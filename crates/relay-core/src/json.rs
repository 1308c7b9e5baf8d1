//! Lightweight probes over raw request bodies
//!
//! `/v1/messages` bodies can be large; these helpers avoid building a
//! full JSON value on the hot path.

use std::fmt;

use serde::de::{Deserializer, IgnoredAny, MapAccess, Visitor};

/// Byte fragments whose joint presence indicates extended-thinking blocks
const THINKING_FRAGMENTS: [&str; 3] = [r#""type":"thinking""#, r#""thinking":"#, r#""signature":"#];

/// Extract the top-level `model` field from a JSON object body
///
/// Streams over the document with `serde`, ignoring every other value,
/// so no tree is materialized.
///
/// # Errors
///
/// Returns the underlying `serde_json` error when the body is not a
/// JSON object. A valid object without a `model` field yields
/// `Ok(None)`.
pub fn extract_model(body: &[u8]) -> Result<Option<String>, serde_json::Error> {
    struct ModelField;

    impl<'de> Visitor<'de> for ModelField {
        type Value = Option<String>;

        fn expecting(&self, f: &mut fmt::Formatter<'_>) -> fmt::Result {
            f.write_str("a JSON object")
        }

        fn visit_map<A: MapAccess<'de>>(self, mut map: A) -> Result<Self::Value, A::Error> {
            let mut model = None;
            while let Some(key) = map.next_key::<String>()? {
                if key == "model" {
                    model = Some(map.next_value::<String>()?);
                } else {
                    map.next_value::<IgnoredAny>()?;
                }
            }
            Ok(model)
        }
    }

    let mut de = serde_json::Deserializer::from_slice(body);
    de.deserialize_map(ModelField)
}

/// Extract the top-level `stream` flag from a JSON object body
///
/// Absent, non-boolean, or unparseable bodies report `false`.
pub fn extract_stream(body: &[u8]) -> bool {
    struct StreamField;

    impl<'de> Visitor<'de> for StreamField {
        type Value = bool;

        fn expecting(&self, f: &mut fmt::Formatter<'_>) -> fmt::Result {
            f.write_str("a JSON object")
        }

        fn visit_map<A: MapAccess<'de>>(self, mut map: A) -> Result<Self::Value, A::Error> {
            let mut stream = false;
            while let Some(key) = map.next_key::<String>()? {
                if key == "stream" {
                    stream = map
                        .next_value::<serde_json::Value>()?
                        .as_bool()
                        .unwrap_or(false);
                } else {
                    map.next_value::<IgnoredAny>()?;
                }
            }
            Ok(stream)
        }
    }

    let mut de = serde_json::Deserializer::from_slice(body);
    de.deserialize_map(StreamField).unwrap_or(false)
}

/// Fast check for extended-thinking content in a raw body
///
/// Byte-substring probe only; a positive result means a full parse
/// would also find thinking blocks, so callers can skip parsing on
/// the common no-thinking path.
pub fn has_thinking_blocks(body: &[u8]) -> bool {
    let Ok(text) = std::str::from_utf8(body) else {
        return false;
    };
    THINKING_FRAGMENTS.iter().all(|f| text.contains(f))
}

/// Rough input-token estimate for a request body (≈ 4 bytes per token)
pub fn estimate_input_tokens(body: &[u8]) -> u64 {
    (body.len() / 4) as u64
}

/// Mask a credential down to its last four characters
///
/// Safe for debug headers and logs; never reveals the full secret.
pub fn mask_secret(secret: &str) -> String {
    let tail: String = {
        let chars: Vec<char> = secret.chars().collect();
        chars[chars.len().saturating_sub(4)..].iter().collect()
    };
    format!("****{tail}")
}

▶ [What is needed] Using the entries above, tally how many lines have the word "path" in them; write the number and nothing more.

▶ [Answer to the exercise] 2